The stability of neural networks under condition of adversarial attacks to biomedical image classification

Recently, the majority of research and development teams working in the field deep learning are concentrated on the improvement of the classification accuracy and related measures of the quality of image classification whereas the problem of adversarial attacks to deep neural networks attracts much less attention. This article is dedicated to an experimental study of the influence of various factors on the stability of convolutional neural networks under the condition of adversarial attacks to biomedical image classification.
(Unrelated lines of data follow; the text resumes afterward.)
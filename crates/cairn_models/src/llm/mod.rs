//! LLM (Large Language Model) generation capabilities.
//!
//! This module provides the core traits and types for text generation
//! with LLMs, including support for:
//!
//! - Role-tagged conversations
//! - Structured outputs
//! - Incremental (streamed) text delivery

mod error;
mod model;
mod provider;
mod types;
mod usage;

pub use error::{ExtractionError, GenerationError};
pub use model::{Extracted, Llm};
pub use provider::{ChunkSink, LlmProvider};
pub use types::{GenerationRequest, GenerationResponse, Message, Role, Usage};
pub use usage::UsageCounter;
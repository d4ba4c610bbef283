//! Error types for tool execution.

use thiserror::Error;

/// Errors that can occur during tool execution.
///
/// The display text of a tool error is what the model sees after the
/// `error: ` prefix, so the parameter and execution variants render their
/// message verbatim.
#[derive(Debug, Error)]
pub enum ToolError {
    /// An argument was missing or had the wrong type.
    #[error("{0}")]
    ParameterError(String),

    /// Error during tool execution.
    #[error("{0}")]
    ExecutionError(String),

    /// A tool with the same name is already registered.
    #[error("tool '{0}' is already registered")]
    DuplicateTool(String),

    /// JSON serialization/deserialization error.
    #[error("serialization error: {0}")]
    SerializationError(#[from] serde_json::Error),
}

impl ToolError {
    /// Creates a [`ParameterError`](Self::ParameterError).
    pub fn parameter_error(msg: impl Into<String>) -> Self {
        Self::ParameterError(msg.into())
    }

    /// Creates an [`ExecutionError`](Self::ExecutionError).
    pub fn execution_error(msg: impl Into<String>) -> Self {
        Self::ExecutionError(msg.into())
    }
}
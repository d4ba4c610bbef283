//! Process-wide log output.

use serde::{Deserialize, Serialize};
use thiserror::Error;
use tracing::level_filters::LevelFilter;
use tracing_subscriber::filter::ParseError;
use tracing_subscriber::fmt::format::FmtSpan;
use tracing_subscriber::layer::SubscriberExt;
use tracing_subscriber::util::{SubscriberInitExt, TryInitError};
use tracing_subscriber::{EnvFilter, Layer, fmt};

/// How events are rendered.
#[derive(Debug, Clone, Copy, Default, PartialEq, Eq, Serialize, Deserialize)]
#[serde(rename_all = "lowercase")]
pub enum LogFormat {
    /// Multi-line, colored.
    Pretty,
    /// One line per event.
    #[default]
    Compact,
    /// One JSON object per event.
    Json,
}

/// Errors raised while installing the subscriber.
#[derive(Debug, Error)]
pub enum LoggingError {
    /// `level` is not one of `off`, `error`, `warn`, `info`, `debug`, `trace`.
    #[error("unknown log level '{0}'")]
    Level(String),

    /// The explicit filter did not parse.
    #[error("invalid log filter '{filter}'")]
    Filter {
        /// The rejected directive string.
        filter: String,
        /// Parser error.
        #[source]
        source: ParseError,
    },

    /// Another global subscriber is already installed.
    #[error(transparent)]
    Install(#[from] TryInitError),
}

/// Logging settings, deserializable from a config file.
///
/// Events go to stderr. Which events pass is decided by the first of:
/// `filter` if set, `RUST_LOG` if set and valid, otherwise `level` for every target.
#[derive(Debug, Clone, PartialEq, Eq, Serialize, Deserialize)]
#[serde(default)]
pub struct LoggingConfig {
    /// Default maximum level, e.g. `"warn"`.
    pub level: String,
    /// Output rendering.
    pub format: LogFormat,
    /// Directive string such as `cairn_agent=debug,reqwest=warn`.
    pub filter: Option<String>,
    /// Emit span enter and exit events.
    pub spans: bool,
}

impl Default for LoggingConfig {
    fn default() -> Self {
        Self {
            level: "warn".to_string(),
            format: LogFormat::default(),
            filter: None,
            spans: false,
        }
    }
}

impl LoggingConfig {
    /// Resolves the filter this config would install.
    ///
    /// # Errors
    ///
    /// Returns [`LoggingError::Filter`] for an unparsable explicit filter and
    /// [`LoggingError::Level`] for an unknown level.
    pub fn env_filter(&self) -> Result<EnvFilter, LoggingError> {
        if let Some(filter) = &self.filter {
            return EnvFilter::try_new(filter).map_err(|source| LoggingError::Filter {
                filter: filter.clone(),
                source,
            });
        }
        if let Ok(from_env) = EnvFilter::try_from_default_env() {
            return Ok(from_env);
        }
        let level: LevelFilter = self
            .level
            .parse()
            .map_err(|_| LoggingError::Level(self.level.clone()))?;
        Ok(EnvFilter::new(level.to_string()))
    }

    /// Installs the global subscriber.
    ///
    /// # Errors
    ///
    /// Fails when the filter is invalid or a subscriber is already installed.
    pub fn install(&self) -> Result<(), LoggingError> {
        let spans = if self.spans {
            FmtSpan::NEW | FmtSpan::CLOSE
        } else {
            FmtSpan::NONE
        };
        let base = fmt::layer()
            .with_writer(std::io::stderr)
            .with_span_events(spans);
        let layer = match self.format {
            LogFormat::Pretty => base.pretty().boxed(),
            LogFormat::Compact => base.compact().boxed(),
            LogFormat::Json => base.json().boxed(),
        };

        tracing_subscriber::registry()
            .with(layer)
            .with(self.env_filter()?)
            .try_init()?;

        tracing::debug!(format = ?self.format, "logging installed");
        Ok(())
    }
}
On a very extensive dataset consisted of more than 1.45 million of radiological as well as histological images we assess the efficiency of attacks performed using the projected gradient descent ($PGD$), $DeepFool$ and $Carlini - Wagner (CW)$ methods. We analyze the results of both white and black box attacks to the commonly used neural architectures such as $InceptionV3, Densenet121, ResNet50, MobileNet$ and $Xception$. The basic conclusion of this study is that in the field of biomedical image classification the problem of adversarial attack stays sharp because the methods of attacks being tested are successfully attacking the above-mentioned networks so that depending on the specific task their original classification accuracy falls down from $83-97 \%$ down to the accuracy score of $15 \%$. Also, it was found that under similar conditions the $PGD$ method is less successful in adversarial attacks comparing to the $DeepFool$ and $CW$ methods. When the original images and adversarial examples are compared using the $L_{2}$-norm, the $DeepFool$ and $CW$ methods generate the adversarial examples of similar maliciousness. In addition, in three out of four of black-box attacks, the $PGD$ method has demonstrated lower attacking efficiency.